After a plastic comb is used for straightening dry hair (or rubbed on wool) it becomes electrically charged. The charge creates an electric field which then induces charge separation in nearby paper bits thus leading to a net electrostatic attractive force between the bits and the comb.
Try the following
- Rub your feet on a carpet and touch a doorknob. What happens?
- On a cold dry morning, have you ever felt that while removing a pullover, the hair on your hands stand up?
- Take a plastic comb and comb your hair quickly. (Your hair has to be dry). Take a few pieces of paper and hold the comb close to the papers. The papers will tend to get attached to the comb.
- Instead of a comb, try the same experiment using a glass rod. Rub the rod on a silk cloth, which will then get lifted towards the rod.
The main basis of electricity and magnetism is the electric charge. The charges tend to move so as to achieve an electrically neutral situation. Nature likes to be electrically neutral. A charge creates a region of influence that we call electric field. Charge, the electric field around it, and motion of charge, make up the entire branch of electricity and magnetism. To understand the basic concepts of electric charge, electric field and electric force, we will discuss very simple situations where the charges are stationary or when they move, they do not disturb the electrical field.
Experiences of electric charges in our everyday lives:
One of the best examples of observing effects of electric charges is lightning. It is one of nature’s spectacular offerings. Moisture bearing clouds are initially electrically neutral. But as the masses of clouds increase in size, they start rubbing against each other. Friction makes electrons jump, so that between two clouds there will be a charge imbalance - one cloud is positively charged and the second cloud is negatively charged.

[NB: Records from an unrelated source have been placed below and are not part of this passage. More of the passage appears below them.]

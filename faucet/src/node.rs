// Copyright (c) Starcoin, Inc.
// SPDX-License-Identifier: Apache-2.0

//! Process wiring: spawns the ledger-update subscriber, the batcher loop
//! and the pending-transaction ticker, and runs the HTTP server until a
//! shutdown signal or a critical faucet error.

use crate::config::FaucetNodeConfig;
use crate::faucet::Faucet;
use crate::ledger_client::LedgerClient;
use crate::metrics::{start_metrics_server, FaucetMetrics};
use crate::server::run_server;
use anyhow::anyhow;
use std::net::{IpAddr, Ipv4Addr, SocketAddr};
use std::sync::Arc;
use std::time::Duration;
use tokio::sync::watch;
use tracing::{error, info};

/// Interval of the pending-transaction state poll.
const PENDING_CHECK_INTERVAL: Duration = Duration::from_secs(5);

pub async fn run_faucet_node(
    config: FaucetNodeConfig,
    prometheus_registry: prometheus::Registry,
) -> anyhow::Result<()> {
    let metrics = Arc::new(FaucetMetrics::new(&prometheus_registry));

    let metrics_address = SocketAddr::new(
        IpAddr::V4(Ipv4Addr::new(0, 0, 0, 0)),
        config.metrics_port,
    );
    let _metrics_handle = start_metrics_server(metrics_address, prometheus_registry);

    let server_config = config.validate().await?;

    // subscribing to ledger updates must succeed, otherwise conflicting
    // transactions would never be detected
    let mut ledger_updates = server_config
        .node_bridge
        .subscribe_ledger_updates()
        .await
        .map_err(|e| anyhow!("listening to ledger updates failed: {e}"))?;

    let faucet = Arc::new(Faucet::new(
        server_config.node_bridge.clone(),
        server_config.faucet_address,
        server_config.protocol_parameters,
        server_config.options,
        metrics.clone(),
    ));

    let (shutdown_tx, shutdown_rx) = watch::channel(false);

    // ledger-update handler
    let update_faucet = faucet.clone();
    let mut update_shutdown = shutdown_rx.clone();
    let update_handle = tokio::spawn(async move {
        loop {
            tokio::select! {
                _ = update_shutdown.changed() => return,
                update = ledger_updates.recv() => match update {
                    Some(update) => update_faucet.apply_ledger_update(&update).await,
                    None => return,
                },
            }
        }
    });

    // periodic pending-transaction check
    let ticker_faucet = faucet.clone();
    let mut ticker_shutdown = shutdown_rx.clone();
    let ticker_handle = tokio::spawn(async move {
        let mut ticker = tokio::time::interval(PENDING_CHECK_INTERVAL);
        loop {
            tokio::select! {
                _ = ticker_shutdown.changed() => return,
                _ = ticker.tick() => ticker_faucet.check_pending_transaction_state().await,
            }
        }
    });

    // the batcher loop, the faucet's main task
    let loop_faucet = faucet.clone();
    let loop_shutdown = shutdown_rx.clone();
    let mut faucet_handle = tokio::spawn(async move { loop_faucet.run(loop_shutdown).await });

    let server_address = SocketAddr::new(
        IpAddr::V4(Ipv4Addr::new(0, 0, 0, 0)),
        config.server_listen_port,
    );
    let server_handle = run_server(&server_address, faucet, metrics, shutdown_rx);

    let mut critical_error = None;
    tokio::select! {
        _ = tokio::signal::ctrl_c() => {
            info!("shutdown signal received");
        }
        result = &mut faucet_handle => {
            match result {
                Ok(Ok(())) => info!("faucet loop finished"),
                Ok(Err(err)) => {
                    error!("faucet hit a critical error: {err}");
                    critical_error = Some(anyhow!("faucet hit a critical error: {err}"));
                }
                Err(join_err) => {
                    critical_error = Some(anyhow!("faucet task panicked: {join_err}"));
                }
            }
        }
    }

    // tear everything down; the tasks observe the watch channel
    shutdown_tx.send(true).ok();
    let _ = server_handle.await;
    let _ = update_handle.await;
    let _ = ticker_handle.await;
    if !faucet_handle.is_finished() {
        let _ = faucet_handle.await;
    }

    match critical_error {
        Some(err) => Err(err),
        None => Ok(()),
    }
}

When a positively charged cloud collides with a negatively charged cloud, charge neutralization occurs and sparks are produced. These sparks are seen as lightning. Sometimes the charge imbalance can occur between a cloud and the earth; lightning is seen when the charges are exchanged between the cloud and the earth.
What is making the paper stick to the comb or the glass rod? An easy interpretation of these observations is that some objects when rubbed acquire a property that we intuitively know to be charge. The paper piece also gets a charge imbalance due to presence of charged comb or rod.